About this exercise: Copy exactly, and only, the lines from the one containing "Option<((f64, f64), f64)>" through the last line of the records below.

Data listing:

——————————

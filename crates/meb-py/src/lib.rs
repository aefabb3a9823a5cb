//! PyO3 bindings for the `meb` enclosing-ball entry points.
//!
//! Notes
//! - Bindings stay thin: points cross the boundary as tuples, results come
//!   back as `(center, radius)` or `None` for an empty input.
//! - Validation of untyped rows lives in `meb::compute_min_enclosing_ball`.

use nalgebra::{Vector2, Vector3};
use pyo3::exceptions::PyValueError;
use pyo3::prelude::*;

/// Smallest enclosing circle of 2D points; `None` for an empty list.
#[pyfunction]
#[pyo3(signature = (points, seed=None))]
fn min_enclosing_circle(
    points: Vec<(f64, f64)>,
    seed: Option<u64>,
) -> Option<((f64, f64), f64)> {
    let pts: Vec<Vector2<f64>> = points.into_iter().map(|(x, y)| Vector2::new(x, y)).collect();
    let ball = match seed {
        Some(s) => meb::enclose::min_enclosing_ball_seeded(
            &pts,
            &meb::trivial::Planar,
            s,
            meb::MebCfg::default(),
        ),
        None => meb::min_enclosing_circle(&pts),
    };
    ball.is_valid()
        .then(|| ((ball.center.x, ball.center.y), ball.radius))
}

/// Smallest enclosing sphere of 3D points; `None` for an empty list.
#[pyfunction]
#[pyo3(signature = (points, seed=None))]
fn min_enclosing_sphere(
    points: Vec<(f64, f64, f64)>,
    seed: Option<u64>,
) -> Option<((f64, f64, f64), f64)> {
    let pts: Vec<Vector3<f64>> = points
        .into_iter()
        .map(|(x, y, z)| Vector3::new(x, y, z))
        .collect();
    let ball = match seed {
        Some(s) => meb::enclose::min_enclosing_ball_seeded(
            &pts,
            &meb::trivial::Spatial,
            s,
            meb::MebCfg::default(),
        ),
        None => meb::min_enclosing_sphere(&pts),
    };
    ball.is_valid()
        .then(|| ((ball.center.x, ball.center.y, ball.center.z), ball.radius))
}

/// Runtime-dimension variant over coordinate rows; raises `ValueError` on bad rows.
#[pyfunction]
#[pyo3(signature = (rows, dim, seed=None))]
fn min_enclosing_ball(
    rows: Vec<Vec<f64>>,
    dim: usize,
    seed: Option<u64>,
) -> PyResult<(Vec<f64>, f64, bool)> {
    let ball = meb::compute_min_enclosing_ball(&rows, dim, seed)
        .map_err(|err| PyValueError::new_err(err.to_string()))?;
    Ok((ball.center, ball.radius, ball.valid))
}

#[pymodule]
fn meb_native(_py: Python, m: &PyModule) -> PyResult<()> {
    m.add_function(wrap_pyfunction!(min_enclosing_circle, m)?)?;
    m.add_function(wrap_pyfunction!(min_enclosing_sphere, m)?)?;
    m.add_function(wrap_pyfunction!(min_enclosing_ball, m)?)?;
    Ok(())
}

——————————

Response to the exercise:
) -> Option<((f64, f64), f64)> {
    let pts: Vec<Vector2<f64>> = points.into_iter().map(|(x, y)| Vector2::new(x, y)).collect();
    let ball = match seed {
        Some(s) => meb::enclose::min_enclosing_ball_seeded(
            &pts,
            &meb::trivial::Planar,
            s,
            meb::MebCfg::default(),
        ),
        None => meb::min_enclosing_circle(&pts),
    };
    ball.is_valid()
        .then(|| ((ball.center.x, ball.center.y), ball.radius))
}

/// Smallest enclosing sphere of 3D points; `None` for an empty list.
#[pyfunction]
#[pyo3(signature = (points, seed=None))]
fn min_enclosing_sphere(
    points: Vec<(f64, f64, f64)>,
    seed: Option<u64>,
) -> Option<((f64, f64, f64), f64)> {
    let pts: Vec<Vector3<f64>> = points
        .into_iter()
        .map(|(x, y, z)| Vector3::new(x, y, z))
        .collect();
    let ball = match seed {
        Some(s) => meb::enclose::min_enclosing_ball_seeded(
            &pts,
            &meb::trivial::Spatial,
            s,
            meb::MebCfg::default(),
        ),
        None => meb::min_enclosing_sphere(&pts),
    };
    ball.is_valid()
        .then(|| ((ball.center.x, ball.center.y, ball.center.z), ball.radius))
}

/// Runtime-dimension variant over coordinate rows; raises `ValueError` on bad rows.
#[pyfunction]
#[pyo3(signature = (rows, dim, seed=None))]
fn min_enclosing_ball(
    rows: Vec<Vec<f64>>,
    dim: usize,
    seed: Option<u64>,
) -> PyResult<(Vec<f64>, f64, bool)> {
    let ball = meb::compute_min_enclosing_ball(&rows, dim, seed)
        .map_err(|err| PyValueError::new_err(err.to_string()))?;
    Ok((ball.center, ball.radius, ball.valid))
}

#[pymodule]
fn meb_native(_py: Python, m: &PyModule) -> PyResult<()> {
    m.add_function(wrap_pyfunction!(min_enclosing_circle, m)?)?;
    m.add_function(wrap_pyfunction!(min_enclosing_sphere, m)?)?;
    m.add_function(wrap_pyfunction!(min_enclosing_ball, m)?)?;
    Ok(())
}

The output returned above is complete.